Imagine a political party that has two candidates for president. One is a 70-plus-year-old senator and self-avowed socialist. He might try to spin it by saying Democratic-socialist, but when you listen to him speak or consider his policies, they are definitely more socialist than Democratic. In a country that prides itself on individuals being able to enjoy the fruits of their labor, and communities who stand on the foundation that they are built from the ground up, this candidate believes the government has the answer to every problem.

He believes that the federal government should set wages, tell businesses whom they should and should not hire, tell groups whom they can and cannot support politically, and demand that those who might want to save for future generations have that money stripped away by the federal government to pay the expenses for those who haven’t been as wise with their resources. This candidate is bold when it comes to talking about what he wants to give out to the masses for free but isn’t so bold when it comes to explaining how to pay for it.

Prior generations would’ve laughed this candidate out of the race, but the current crop of young people is excited. Their thirst for the lowest common denominator feeds a desire for free stuff from government. While prior generations couldn’t wait to be free to make their own way in the world, this generation sacrifices its freedom for government dependence.

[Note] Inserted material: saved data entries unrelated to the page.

//! Keeps the admin list page in sync with the groups actually held.

use std::collections::{BTreeMap, BTreeSet};

use anyhow::{anyhow, Result};
use bot_logging::{bot_info, bot_warn};
use chrono::{DateTime, Duration, NaiveDate, SecondsFormat, Utc};
use chrono_tz::Tz;
use riconferme_core::admin_list::{
    compute_new_list, extra_groups, missing_groups, ActualGroups, ListChanges, Rename,
};
use riconferme_core::localtime::local_date;
use riconferme_core::{AdminList, Group, TaskResult};
use riconferme_engine::{params, EditParams, Wiki};
use serde_json::Value;

use super::TaskContext;
use crate::keys::{CENTRAL_SUFFIX, EXCLUDE_ADMINS, LIST_TITLE};

const RENAME_WINDOW_DAYS: i64 = 30;

pub(super) async fn run(ctx: &mut TaskContext) -> Result<TaskResult> {
    let now = ctx.now();
    let today = ctx.today();
    let tz = ctx.tz;
    let excluded = ctx.config_list_or_empty(EXCLUDE_ADMINS)?;
    let central_suffix = ctx.config_str(CENTRAL_SUFFIX)?;

    let current = ctx
        .provider
        .admin_list(&mut ctx.wikis.main, &ctx.config)
        .await?
        .clone();
    let actual = actual_groups(&mut ctx.wikis.main, &excluded).await?;
    let renames = recent_renames(&mut ctx.wikis.main, &current, now).await?;

    let mut errors = Vec::new();
    let mut missing = BTreeMap::new();
    for (user, groups) in missing_groups(&current, &actual) {
        let inherited = renames
            .iter()
            .find(|rename| rename.new == user)
            .and_then(|rename| current.get(&rename.old));
        let mut dates = BTreeMap::new();
        for group in groups {
            if inherited.is_some_and(|info| info.group_date(group).is_some()) {
                continue;
            }
            let found = match group {
                Group::Checkuser => {
                    let title = format!("User:{user}@{central_suffix}");
                    flag_date(&mut ctx.wikis.central, &title, group, tz).await?
                }
                _ => flag_date(&mut ctx.wikis.main, &format!("User:{user}"), group, tz).await?,
            };
            match found {
                Some(date) => {
                    dates.insert(group, date);
                }
                None => {
                    bot_warn!("No {group} date found for {user}");
                    errors.push(format!("no {group} date for {user}"));
                }
            }
        }
        if !dates.is_empty() {
            missing.insert(user, dates);
        }
    }

    let changes = ListChanges {
        missing,
        extra: extra_groups(&current, &actual),
        renames,
    };
    let new_list = compute_new_list(&current, &changes, today);
    if new_list == current {
        bot_info!("Admin list already up to date");
        return Ok(if errors.is_empty() {
            TaskResult::nothing()
        } else {
            TaskResult::from_errors(errors)
        });
    }

    bot_info!(
        "Admin list: {} added, {} removed, {} renamed",
        changes.missing.len(),
        changes.extra.len(),
        changes.renames.len()
    );
    let title = ctx.config_str(LIST_TITLE)?;
    let summary = ctx.msg("ric-list-summary")?.text();
    ctx.wikis
        .main
        .edit_page(EditParams::replace(title, new_list.to_json()?).summary(summary))
        .await?;
    ctx.provider.set_admin_list(new_list);
    Ok(TaskResult::from_errors(errors))
}

async fn actual_groups(wiki: &mut Wiki, excluded: &[String]) -> Result<ActualGroups> {
    let users = wiki
        .query_all(params([
            ("action", "query"),
            ("list", "allusers"),
            ("augroup", "sysop"),
            ("auprop", "groups"),
            ("aulimit", "max"),
        ]))
        .await?;

    let mut actual = ActualGroups::new();
    for user in &users {
        let name = user
            .get("name")
            .and_then(Value::as_str)
            .ok_or_else(|| anyhow!("allusers entry without name: {user}"))?;
        if excluded.iter().any(|e| e == name) {
            continue;
        }
        let groups: BTreeSet<Group> = user
            .get("groups")
            .and_then(Value::as_array)
            .into_iter()
            .flatten()
            .filter_map(Value::as_str)
            .filter_map(|g| g.parse().ok())
            .collect();
        actual.insert(name.to_string(), groups);
    }
    Ok(actual)
}

fn lists_group(value: Option<&Value>, group: Group) -> bool {
    value
        .and_then(Value::as_array)
        .is_some_and(|groups| groups.iter().any(|g| g.as_str() == Some(group.as_str())))
}

/// Local date of the most recent grant of `group` in the rights log of
/// `title`.
async fn flag_date(
    wiki: &mut Wiki,
    title: &str,
    group: Group,
    tz: Tz,
) -> Result<Option<NaiveDate>> {
    let entries = wiki
        .query_all(params([
            ("action", "query"),
            ("list", "logevents"),
            ("letype", "rights"),
            ("letitle", title),
            ("leprop", "details|timestamp"),
            ("lelimit", "max"),
        ]))
        .await?;

    for entry in &entries {
        let Some(details) = entry.get("params") else {
            continue;
        };
        if lists_group(details.get("newgroups"), group)
            && !lists_group(details.get("oldgroups"), group)
        {
            let ts = entry
                .get("timestamp")
                .and_then(Value::as_str)
                .ok_or_else(|| anyhow!("rights log entry without timestamp for {title}"))?;
            let ts = DateTime::parse_from_rfc3339(ts)?.with_timezone(&Utc);
            return Ok(Some(local_date(ts, tz)));
        }
    }
    Ok(None)
}

/// Renames of listed users in the last month, oldest first, following
/// chains of renames.
async fn recent_renames(
    wiki: &mut Wiki,
    current: &AdminList,
    now: DateTime<Utc>,
) -> Result<Vec<Rename>> {
    let since =
        (now - Duration::days(RENAME_WINDOW_DAYS)).to_rfc3339_opts(SecondsFormat::Secs, true);
    let entries = wiki
        .query_all(params([
            ("action", "query"),
            ("list", "logevents"),
            ("letype", "renameuser"),
            ("leprop", "details|timestamp"),
            ("leend", since.as_str()),
            ("lelimit", "max"),
        ]))
        .await?;

    let mut known: BTreeSet<String> = current.iter().map(|(name, _)| name.to_string()).collect();
    let mut renames = Vec::new();
    for entry in entries.iter().rev() {
        let Some(details) = entry.get("params") else {
            continue;
        };
        let (Some(old), Some(new)) = (
            details.get("olduser").and_then(Value::as_str),
            details.get("newuser").and_then(Value::as_str),
        ) else {
            continue;
        };
        if known.contains(old) {
            bot_info!("{old} was renamed to {new}");
            known.insert(new.to_string());
            renames.push(Rename {
                old: old.to_string(),
                new: new.to_string(),
            });
        }
    }
    Ok(renames)
}
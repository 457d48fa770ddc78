use std::fmt;

use async_trait::async_trait;
use bot_logging::{bot_error, bot_info};

use crate::status::TaskResult;

#[derive(Debug, Clone, Copy, PartialEq, Eq)]
pub enum UnitKind {
    Task,
    Subtask,
}

impl fmt::Display for UnitKind {
    fn fmt(&self, f: &mut fmt::Formatter<'_>) -> fmt::Result {
        match self {
            UnitKind::Task => write!(f, "task"),
            UnitKind::Subtask => write!(f, "subtask"),
        }
    }
}

/// A named step of an ordered run. Tasks and subtasks share this contract.
///
/// `Err` is reserved for failures the run can recover from (API, transport,
/// unexpected content); the runner turns it into an error result. Panics are
/// left to propagate.
#[async_trait]
pub trait PipelineUnit<C: Send>: Send + Sync {
    fn name(&self) -> &str;

    fn kind(&self) -> UnitKind;

    async fn run(&self, ctx: &mut C) -> anyhow::Result<TaskResult>;
}

/// Runs `units` in order, stopping after the first unit that leaves the
/// merged result in the error state.
pub async fn run_pipeline<C, U>(units: &[U], ctx: &mut C) -> TaskResult
where
    C: Send,
    U: PipelineUnit<C>,
{
    let mut result = TaskResult::nothing();
    for unit in units {
        result.merge(run_unit(unit, ctx).await);
        if !result.is_ok() {
            bot_error!(
                "Stopping after {} {}: remaining units skipped",
                unit.kind(),
                unit.name()
            );
            break;
        }
    }
    result
}

/// Runs a single unit with entry/exit logging and error conversion.
pub async fn run_unit<C, U>(unit: &U, ctx: &mut C) -> TaskResult
where
    C: Send,
    U: PipelineUnit<C>,
{
    bot_info!("Starting {} {}", unit.kind(), unit.name());
    let result = match unit.run(ctx).await {
        Ok(result) => result,
        Err(err) => {
            bot_error!("{} {} failed: {:?}", unit.kind(), unit.name(), err);
            TaskResult::error(format!("{} {}: {:#}", unit.kind(), unit.name(), err))
        }
    };
    bot_info!(
        "{} {} finished: {}",
        unit.kind(),
        unit.name(),
        result.status()
    );
    result
}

The other candidate to be commander-in-chief is under investigation by the Justice Department for endangering national security. Let me say that again: She is currently being investigated by the same federal officials she wants to lead for allegedly putting our nation’s security in danger.

On the state level in Indiana, this same party, at a time the public is rebelling against what they see as the Washington, D.C., establishment, has decided to run a lobbyist for U.S. Senate. While people are disenfranchised by the backroom deals and big corporate money they see corrupting our political system, this party is nominating someone who has been made wealthy by manipulating this very system.

In another statewide race, this party couldn’t get the candidates they wanted to run for governor, so they dipped into the recycling bin and dug up the last candidate for governor, who has proven only that he has the ability to lose admirably. This same candidate even says the main issues motivating his largest supporters, labor issues, aren’t important enough for him to support should he become governor. His confidence in his own party is so profound he has admitted he expects the opposing party to maintain large majorities in the Indiana House and Senate, no matter what his party does.

You’d think that, with this many problematic candidates, the media would be doing in-depth investigative reporting about the turmoil ahead on Election Day, but if you thought that, you’d be blinded by common sense.

The party that is being proclaimed to be in trouble is the other party. And why? Because of one candidate at the national level. A candidate in whom 65 percent of his own fellow party members support someone else in their party’s primary. At the state level, this party is running an incumbent governor with a glowing economic record and is deciding between two U.S. Senate candidates, both of whom have built their careers standing up for their constituents rather than the Washington establishment.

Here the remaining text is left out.